Is This The Opening's Fault?
No, of course not... but it might be the opening variations that are at fault. I may have picked the wrong flavour of opening.
I actually recognized this back in my 2019 blog post: there can be a world of difference within an opening. The French Winawer is very different from the Advanced which is very different from the Exchange. Heck, the French Tarrasch with 3...c5 is very different from 3...Nf6 which is very different from 3...Nc6. There's massive variance within a single sub-variation! How can I say anything definitive about the French as an opening when all of these are so different?
Similar logic applies here. The Dutch may still be an ideal opening for me ... but not William's Classical Dutch. The Leningrad and the Stonewall are two variations with very different flavours. Indeed, the Leningrad is probably more of what I was looking for: it has asymmetry, thematic plans, clear winning chances and, relatively, not much theory. Similarly, there is more than one way to play the Alekhine, and perhaps a different interpretation would have felt more comfortable.
The Problem
Ultimately, I picked the wrong teachers. I am not saying these are bad teachers, far from it. I love the Ginger GM. He's fun, he's entertaining and he embodies "chaotic good" chess. That's not me, though. I do not thrive in wild, unrecognizable positions. Williams thrives on this. He can find his way through the darkness, whereas I just get lost. Hiring him as my guide was bound to produce strife.
NM Tillis exists in the opposite spectrum: his Alekhine repertoire tends towards "nettlesome solidity". Similar to certain French positions, Black gets a solid position with a drop of poison here and there. This is much closer to my chess personality, but it might be too solid. It led too often to slightly plodding positions where my natural desire to have the pieces fly is thwarted.

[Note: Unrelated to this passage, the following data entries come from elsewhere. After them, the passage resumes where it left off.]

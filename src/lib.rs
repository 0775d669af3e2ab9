//! Annäherung von Pi (π) durch numerische Integration von `4 / (1 + x²)` über [0, 1]
//! mit der Mittelpunktsregel, verteilt auf mehrere Threads.
//!
//! ```no_run
//! use pi_integrieren::PiRechner;
//!
//! let mut rechner = PiRechner::konfiguriere(10_000_000, 4)?;
//! let ergebnis = rechner.berechne()?;
//! println!("π ≈ {:.15} in {:.6} s", ergebnis.pi, ergebnis.dauer_sekunden);
//! # Ok::<(), pi_integrieren::Fehler>(())
//! ```

pub mod anfrage;
pub mod arbeiter;
pub mod fehler;
pub mod partition;
pub mod rechner;
pub mod reduktion;
pub mod stoppuhr;
pub mod sweep;

pub use anfrage::Anfrage;
pub use fehler::{Fehler, Result};
pub use partition::{partitioniere, Partition};
pub use rechner::{Ergebnis, PiRechner, Strategie};
#![cfg(feature = "pg-tests")]

//! Requires a running Postgres reachable via `DATABASE_URL`.

use content_store::{DeckKind, DeckTier, Difficulty, StoreError};
use serde_json::json;
use uuid::Uuid;

async fn connect() -> sqlx::PgPool {
    let database_url = std::env::var("DATABASE_URL").expect("DATABASE_URL must be set for pg-tests");
    let config = content_config::StoreConfig { database_url, min_connections: 1, max_connections: 5 };
    content_store::connect(&config).await.expect("connect to postgres")
}

#[tokio::test]
async fn reorder_matches_the_given_card_order() {
    let pool = connect().await;

    let deck = content_store::create_deck(&pool, "Reorder Test Deck", DeckKind::Trivia, DeckTier::Free, json!({}))
        .await
        .unwrap();

    let a = content_store::create_card(&pool, deck.id, "a", json!({}), Difficulty::Easy).await.unwrap();
    let b = content_store::create_card(&pool, deck.id, "b", json!({}), Difficulty::Easy).await.unwrap();
    let c = content_store::create_card(&pool, deck.id, "c", json!({}), Difficulty::Easy).await.unwrap();

    let reordered = content_store::reorder_cards(&pool, deck.id, &[c.id, a.id, b.id]).await.unwrap();

    let ids: Vec<_> = reordered.iter().map(|card| card.id).collect();
    assert_eq!(ids, vec![c.id, a.id, b.id]);
    let positions: Vec<_> = reordered.iter().map(|card| card.position).collect();
    assert_eq!(positions, vec![0, 1, 2]);

    for card_id in [a.id, b.id, c.id] {
        content_store::delete_card(&pool, card_id).await.unwrap();
    }
    content_store::delete_deck(&pool, deck.id).await.unwrap();
}

#[tokio::test]
async fn reorder_rejects_a_card_id_from_another_deck() {
    let pool = connect().await;

    let deck = content_store::create_deck(&pool, "Reorder Mismatch Deck", DeckKind::Trivia, DeckTier::Free, json!({}))
        .await
        .unwrap();
    let a = content_store::create_card(&pool, deck.id, "a", json!({}), Difficulty::Easy).await.unwrap();

    let foreign_id = Uuid::new_v4();
    let result = content_store::reorder_cards(&pool, deck.id, &[a.id, foreign_id]).await;
    assert!(matches!(result, Err(StoreError::ReorderForeignCard)));

    let cards = content_store::get_deck(&pool, deck.id).await.unwrap().unwrap().1;
    assert_eq!(cards.len(), 1);
    assert_eq!(cards[0].position, 0);

    content_store::delete_card(&pool, a.id).await.unwrap();
    content_store::delete_deck(&pool, deck.id).await.unwrap();
}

This leads to a simple truth: you need to like the middlegame positions you get, really like them. It makes zero sense to spend time studying an opening if you don't like where it leads! Every other factor is subordinate to this.
Back in 2019, I had rarely studied an opening before, certainly not to the depth I tried with these two courses. I had assumed that studying a good book by itself would lead to a good opening. It does not. It is, unfortunately, more complicated than that.
I still think my original idea is sound: going through the various factors helps narrow down which openings to look at. It does not do all of the heavy lifting, though. You still need to dig down into the individual sub-variations and, most importantly, find a good teacher for you. Indeed, nothing else might matter.
How I Found My Openings
My story has a really boring ending: I saw GM Sam Shankland's free sample of his Semi-Slav course and liked it. I bought the full course. It completely blew me away. For position analysis, Shankland is the best teacher I have ever seen. Further, his teaching style completely meshed with me, and unlike Williams and Tillis above, I felt like I wasn't just learning a bunch of lines. No, I was learning about chess.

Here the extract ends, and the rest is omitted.